Bandits nabbed in Dyker Heights, charged with theft of $1 million in frozen eels
Trio Slipped Up and Was Caught Trying to Sell the Seafood Delicacy to a Dim Sum Restaurant
Thou shalt not st-eel.
Three not-so-slick thieves were busted near Brooklyn’s Chinatown Monday and charged with stealing more than $1 million worth of frozen eels from an Elizabeth, N.J. shipping terminal, police said.
The trio — who were identified as Wei Da Li, 39, Sheauloon Yat, 51, and Fa Deng, 36 — were charged with criminal possession of stolen property and were slated to be arraigned Tuesday.
According to cops, back on June 1 the three had used fake paperwork, supposedly from Mars Global Trading, to pick up a shipment of 2,000 boxes of eels from the terminal.
They then drove the boxes of slithery seafood, worth a total of $1.04 million, to Brooklyn, police said.
The bandits thought they had slipped past authorities, but their plan unraveled when the owner of Mars Global Trading contacted police and worked with them to devise a sting operation to get the stolen eels back.

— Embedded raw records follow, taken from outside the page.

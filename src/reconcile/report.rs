use serde::Serialize;
use thiserror::Error;

use crate::catalog_store::{CatalogError, EntityKind};
use crate::remote::RemoteError;
use crate::snapshot::ItemFailure;

/// Failures that end a reconciliation pass. Its writes are rolled back.
#[derive(Debug, Error)]
pub enum SyncError {
    #[error("Not authenticated with Spotify: {0}")]
    Unauthenticated(String),

    #[error("Could not read the remote collection: {0}")]
    Remote(RemoteError),

    #[error("Catalog storage failed: {0}")]
    Storage(CatalogError),
}

impl From<RemoteError> for SyncError {
    fn from(err: RemoteError) -> Self {
        match err {
            RemoteError::Unauthenticated(reason) => SyncError::Unauthenticated(reason),
            other => SyncError::Remote(other),
        }
    }
}

impl From<CatalogError> for SyncError {
    fn from(err: CatalogError) -> Self {
        SyncError::Storage(err)
    }
}

/// Outcome of one reconciliation pass over one entity class.
#[derive(Debug, Clone, PartialEq, Eq, Serialize)]
pub struct PassReport {
    pub kind: EntityKind,
    /// Distinct ids seen in the remote collection, failed records included.
    pub remote_total: usize,
    /// Rows written for ids that were not in the catalog before the pass.
    pub added: usize,
    pub removed: usize,
    /// Removal candidates kept because something still references them.
    pub retained: usize,
    pub failures: Vec<ItemFailure>,
}

impl PassReport {
    pub fn new(kind: EntityKind) -> Self {
        PassReport {
            kind,
            remote_total: 0,
            added: 0,
            removed: 0,
            retained: 0,
            failures: Vec::new(),
        }
    }

    /// The `(added, removed)` pair a pass is summarized by.
    pub fn counts(&self) -> (usize, usize) {
        (self.added, self.removed)
    }
}

/// Outcome of syncing artists, albums and tracks in that order.
///
/// Passes that completed stay committed even when a later one fails.
#[derive(Debug, Default)]
pub struct SyncAllReport {
    pub artists: Option<PassReport>,
    pub albums: Option<PassReport>,
    pub tracks: Option<PassReport>,
    pub failure: Option<(EntityKind, SyncError)>,
}

impl SyncAllReport {
    pub fn is_complete(&self) -> bool {
        self.failure.is_none()
    }

    pub fn passes(&self) -> impl Iterator<Item = &PassReport> {
        [&self.artists, &self.albums, &self.tracks]
            .into_iter()
            .filter_map(|p| p.as_ref())
    }

    pub(crate) fn record(&mut self, report: PassReport) {
        match report.kind {
            EntityKind::Artist => self.artists = Some(report),
            EntityKind::Album => self.albums = Some(report),
            EntityKind::Track => self.tracks = Some(report),
        }
    }
}

#[cfg(test)]
mod tests {
    use super::*;

    #[test]
    fn remote_errors_split_by_authentication() {
        assert!(matches!(
            SyncError::from(RemoteError::Unauthenticated("expired".into())),
            SyncError::Unauthenticated(_)
        ));
        assert!(matches!(
            SyncError::from(RemoteError::Transient("503".into())),
            SyncError::Remote(_)
        ));
    }

    #[test]
    fn sync_all_report_lists_completed_passes_in_order() {
        let mut report = SyncAllReport::default();
        report.record(PassReport::new(EntityKind::Album));
        report.record(PassReport::new(EntityKind::Artist));

        let kinds: Vec<EntityKind> = report.passes().map(|p| p.kind).collect();
        assert_eq!(kinds, vec![EntityKind::Artist, EntityKind::Album]);
        assert!(report.is_complete());
    }
}
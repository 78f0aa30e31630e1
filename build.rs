use std::process::Command;

/// Exposes the short commit hash as `GIT_HASH` for the `--version` output.
fn main() {
    let git_hash = Command::new("git")
        .args(["rev-parse", "--short", "HEAD"])
        .output()
        .ok()
        .filter(|out| out.status.success())
        .and_then(|out| String::from_utf8(out.stdout).ok())
        .map(|hash| hash.trim().to_string())
        .filter(|hash| !hash.is_empty())
        .unwrap_or_else(|| "unknown".to_string());

    println!("cargo:rustc-env=GIT_HASH={}", git_hash);
    println!("cargo:rerun-if-changed=.git/HEAD");
    println!("cargo:rerun-if-changed=.git/refs/heads/");
}
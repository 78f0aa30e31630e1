//! Access to the remote streaming catalog (Spotify Web API).
//!
//! [`SpotifyApi`] is the capability surface the rest of the crate depends on:
//! item lookup, paginated listings of the user's library and the single-item
//! mutations used by manual add/delete. [`SpotifyClient`] implements it over
//! HTTP; tests implement it in memory.

mod client;
mod models;
mod session;

pub use client::{ClientSettings, SpotifyClient, DEFAULT_API_BASE_URL};
pub use models::*;
pub use session::{
    AppSession, SessionSettings, SpotifyToken, TokenSource, TokenStore, UserSession,
    DEFAULT_ACCOUNTS_BASE_URL,
};

use thiserror::Error;

#[derive(Debug, Clone, PartialEq, Eq, Error)]
pub enum RemoteError {
    /// No session, an expired session that could not be refreshed, or a
    /// request the service rejected with 401/403.
    #[error("Not authenticated with Spotify: {0}")]
    Unauthenticated(String),

    /// Rate limiting, server errors, timeouts and connection failures.
    #[error("Transient Spotify failure: {0}")]
    Transient(String),

    #[error("Not found on Spotify: {0}")]
    NotFound(String),

    #[error("Unexpected Spotify response: {0}")]
    Parse(String),

    #[error("Spotify client misconfigured: {0}")]
    Config(String),
}

impl RemoteError {
    /// Whether repeating the same request may succeed.
    pub fn is_retryable(&self) -> bool {
        matches!(self, RemoteError::Transient(_))
    }
}

/// One page of a paginated collection.
///
/// `next` is an opaque continuation token; `None` means the listing is
/// exhausted.
#[derive(Debug, Clone, PartialEq, Eq)]
pub struct Page<T> {
    pub items: Vec<T>,
    pub next: Option<String>,
}

impl<T> Page<T> {
    pub fn last(items: Vec<T>) -> Self {
        Page { items, next: None }
    }
}

pub trait SpotifyApi: Send + Sync {
    // =========================================================================
    // Lookup
    // =========================================================================

    fn get_artist(&self, id: &str) -> Result<SpotifyArtist, RemoteError>;
    fn get_album(&self, id: &str) -> Result<SpotifyAlbum, RemoteError>;
    fn get_track(&self, id: &str) -> Result<SpotifyTrack, RemoteError>;

    // =========================================================================
    // Paginated collections of the current user
    // =========================================================================

    /// `page_token` is `None` for the first page, then the `next` of the
    /// previous page.
    fn list_followed_artists(
        &self,
        page_size: u32,
        page_token: Option<&str>,
    ) -> Result<Page<SpotifyArtist>, RemoteError>;

    fn list_saved_albums(
        &self,
        page_size: u32,
        page_token: Option<&str>,
    ) -> Result<Page<SpotifyAlbum>, RemoteError>;

    fn list_saved_tracks(
        &self,
        page_size: u32,
        page_token: Option<&str>,
    ) -> Result<Page<SpotifyTrack>, RemoteError>;

    // =========================================================================
    // Mutations of the current user's library
    // =========================================================================

    fn follow_artist(&self, id: &str) -> Result<(), RemoteError>;
    fn unfollow_artist(&self, id: &str) -> Result<(), RemoteError>;
    fn save_album(&self, id: &str) -> Result<(), RemoteError>;
    fn unsave_album(&self, id: &str) -> Result<(), RemoteError>;
    fn save_track(&self, id: &str) -> Result<(), RemoteError>;
    fn unsave_track(&self, id: &str) -> Result<(), RemoteError>;
}

#[cfg(test)]
mod tests {
    use super::*;

    #[test]
    fn only_transient_errors_are_retryable() {
        assert!(RemoteError::Transient("503".into()).is_retryable());
        assert!(!RemoteError::Unauthenticated("401".into()).is_retryable());
        assert!(!RemoteError::NotFound("x".into()).is_retryable());
        assert!(!RemoteError::Parse("x".into()).is_retryable());
        assert!(!RemoteError::Config("x".into()).is_retryable());
    }
}
use anyhow::{Context, Result};
use serde::Deserialize;
use std::path::Path;

#[derive(Debug, Deserialize, Default)]
#[serde(default)]
pub struct FileConfig {
    // Core settings (can override CLI)
    pub db_path: Option<String>,
    pub token_path: Option<String>,
    pub client_id: Option<String>,
    pub client_secret: Option<String>,
    pub api_base_url: Option<String>,
    pub accounts_base_url: Option<String>,

    pub remote: Option<RemoteConfig>,
}

/// `[remote]` table: paging, timeouts and retries of the Spotify client.
#[derive(Debug, Deserialize, Default, Clone)]
#[serde(default)]
pub struct RemoteConfig {
    pub page_size: Option<u32>,
    pub request_timeout_secs: Option<u64>,
    pub max_page_retries: Option<u32>,
    pub retry_backoff_ms: Option<u64>,
    pub min_request_interval_ms: Option<u64>,
    pub backfill_parallelism: Option<usize>,
}

impl FileConfig {
    pub fn load(path: &Path) -> Result<Self> {
        let content = std::fs::read_to_string(path)
            .with_context(|| format!("Failed to read config file: {:?}", path))?;
        toml::from_str(&content).with_context(|| format!("Failed to parse config file: {:?}", path))
    }
}
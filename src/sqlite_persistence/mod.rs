mod versioned_schema;

pub use versioned_schema::{
    ensure_schema, Column, ForeignKey, ForeignKeyOnChange, SqlType, Table, VersionedSchema,
    BASE_DB_VERSION,
};
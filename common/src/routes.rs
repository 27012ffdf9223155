//! Endpoint paths consumed by the page and served by the backend.

pub const ROOT: &str = "/";
pub const WATCHERS: &str = "/watchers";
pub const ME: &str = "/me";
pub const PLAYLISTS: &str = "/playlists";

pub fn watcher(id: u32) -> String {
    format!("{WATCHERS}/{id}")
}

pub fn watcher_sync(id: u32) -> String {
    format!("{WATCHERS}/{id}/sync")
}
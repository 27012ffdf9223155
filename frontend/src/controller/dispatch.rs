use std::cell::{Ref, RefCell};

use common::model::playlist::Playlist;
use common::model::watcher::Watcher;
use common::responses::{Envelope, PlaylistsResponse, WatchersResponse};
use common::routes;

use super::error::ClientResult;
use super::form::WatcherForm;

/// Shown before the account and everything attached to it is deleted.
pub const DELETE_ACCOUNT_MESSAGE: &str = "Are you sure? This will delete your connected data and watchers. Your Spotify account will be untouched, and you can always reconnect later";

#[derive(Clone, Copy, Debug, PartialEq, Eq)]
pub enum HttpMethod {
    Get,
    Post,
    Delete,
}

/// Sends one JSON request and hands back the raw response body, whatever the
/// HTTP status was.
#[allow(async_fn_in_trait)]
pub trait Backend {
    async fn send(&self, method: HttpMethod, path: &str, body: Option<String>) -> ClientResult<String>;
}

/// Page-level effects of the dispatcher.
pub trait Navigator {
    /// Blocking yes/no prompt.
    fn confirm(&self, message: &str) -> bool;
    fn reload(&self);
    fn redirect(&self, path: &str);
}

/// Everything the page renders besides the form itself.
#[derive(Clone, Debug, Default, PartialEq)]
pub struct Dashboard {
    pub watchers: Vec<Watcher>,
    pub playlists: Vec<Playlist>,
}

/// Owns the create form, the error region text and the two seams every action
/// goes through.
///
/// Actions never inspect HTTP status codes: a body with `success: true`
/// navigates, anything else puts the server's message in the error region and
/// leaves the page alone.
pub struct FormController<B, N> {
    backend: B,
    navigator: N,
    form: RefCell<WatcherForm>,
    error: RefCell<Option<String>>,
}

impl<B: Backend, N: Navigator> FormController<B, N> {
    pub fn new(backend: B, navigator: N, form: WatcherForm) -> Self {
        Self {
            backend,
            navigator,
            form: RefCell::new(form),
            error: RefCell::new(None),
        }
    }

    #[cfg(test)]
    pub fn backend(&self) -> &B {
        &self.backend
    }

    #[cfg(test)]
    pub fn navigator(&self) -> &N {
        &self.navigator
    }

    pub fn form(&self) -> Ref<'_, WatcherForm> {
        self.form.borrow()
    }

    pub fn update_form(&self, update: impl FnOnce(&mut WatcherForm)) {
        update(&mut self.form.borrow_mut());
    }

    pub fn manual_entry(&self) -> bool {
        self.form.borrow().manual_entry()
    }

    pub fn submit_disabled(&self) -> bool {
        self.form.borrow().submit_disabled()
    }

    pub fn toggle_manual_entry(&self) {
        self.form.borrow_mut().toggle_manual_entry();
    }

    /// Text of the error region; `None` while the region is hidden.
    pub fn error(&self) -> Option<String> {
        self.error.borrow().clone()
    }

    pub fn clear_error(&self) {
        self.error.replace(None);
    }

    fn set_error(&self, message: Option<String>) {
        self.error.replace(Some(message.unwrap_or_default()));
    }

    /// Fetch the watchers and playlists the page renders.
    pub async fn load(&self) -> ClientResult<Dashboard> {
        let body = self.backend.send(HttpMethod::Get, routes::WATCHERS, None).await?;
        let watchers = serde_json::from_str::<WatchersResponse>(&body)?.watchers;

        let body = self.backend.send(HttpMethod::Get, routes::PLAYLISTS, None).await?;
        let playlists = serde_json::from_str::<PlaylistsResponse>(&body)?.playlists;

        Ok(Dashboard { watchers, playlists })
    }

    pub async fn submit_create(&self) -> ClientResult<()> {
        self.clear_error();

        let draft = self.form.borrow().draft();
        let body = serde_json::to_string(&draft)?;

        if self.dispatch(HttpMethod::Post, routes::WATCHERS, Some(body)).await? {
            self.navigator.reload();
        }
        Ok(())
    }

    pub async fn delete_watcher(&self, id: u32) -> ClientResult<()> {
        self.clear_error();

        if self.dispatch(HttpMethod::Delete, &routes::watcher(id), None).await? {
            self.navigator.reload();
        }
        Ok(())
    }

    pub async fn sync_watcher(&self, id: u32) -> ClientResult<()> {
        self.clear_error();

        if self.dispatch(HttpMethod::Post, &routes::watcher_sync(id), None).await? {
            self.navigator.reload();
        }
        Ok(())
    }

    /// Asks before the account is deleted. Accepting starts the action, so the
    /// error region is hidden right away; declining leaves it untouched.
    pub fn confirm_account_deletion(&self) -> bool {
        if !self.navigator.confirm(DELETE_ACCOUNT_MESSAGE) {
            return false;
        }

        self.clear_error();
        true
    }

    /// Deletes the account and leaves for the root page, since nothing on the
    /// current page belongs to anyone anymore. Only call once
    /// `confirm_account_deletion` accepted.
    pub async fn delete_account(&self) -> ClientResult<()> {
        if self.dispatch(HttpMethod::Delete, routes::ME, None).await? {
            self.navigator.redirect(routes::ROOT);
        }
        Ok(())
    }

    /// Returns whether the envelope reported success; on failure the message
    /// is already in the error region.
    async fn dispatch(&self, method: HttpMethod, path: &str, body: Option<String>) -> ClientResult<bool> {
        let response = self.backend.send(method, path, body).await?;
        let envelope: Envelope = serde_json::from_str(&response)?;

        if !envelope.success {
            self.set_error(envelope.error);
            return Ok(false);
        }
        Ok(true)
    }
}
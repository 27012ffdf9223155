use crate::db::transfer::TransferRepo;
use crate::db::watcher::WatcherRepo;
use crate::db::Database;
use crate::error::{ApiError, ApiResult};
use actix_web::{web, HttpResponse};
use common::responses::Envelope;
use log::info;

pub(crate) async fn process(db: web::Data<Database>, id: web::Path<u32>) -> ApiResult<HttpResponse> {
    let id = id.into_inner();
    delete_watcher(&db, id)?;
    info!("Deleted watcher {}", id);
    Ok(HttpResponse::Ok().json(Envelope::ok()))
}

fn delete_watcher(db: &Database, id: u32) -> ApiResult<()> {
    let conn = db.conn()?;
    let repo = WatcherRepo::new(&conn);

    if repo.by_id(id)?.is_none() {
        return Err(ApiError::NotFoundError);
    }

    TransferRepo::new(&conn).delete_for_watcher(id)?;
    repo.delete(id)?;
    Ok(())
}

The sting was set up at a dim sum restaurant at 66th Street and Eighth Avenue in Dyker Heights. The alleged thieves were approached at a warehouse where they had stashed the stolen haul by a man who said he wanted to buy a large quantity of eels, which are prized as a delicacy in the Chinatown neighborhood in nearby Sunset Park.
When the trio drove 200 boxes of the eels to the Dyker Heights location, they were nabbed by cops. Another 745 boxes — containing shrink-wrapped packages labeled “BBQ Eels”— were recovered in the warehouse, police said.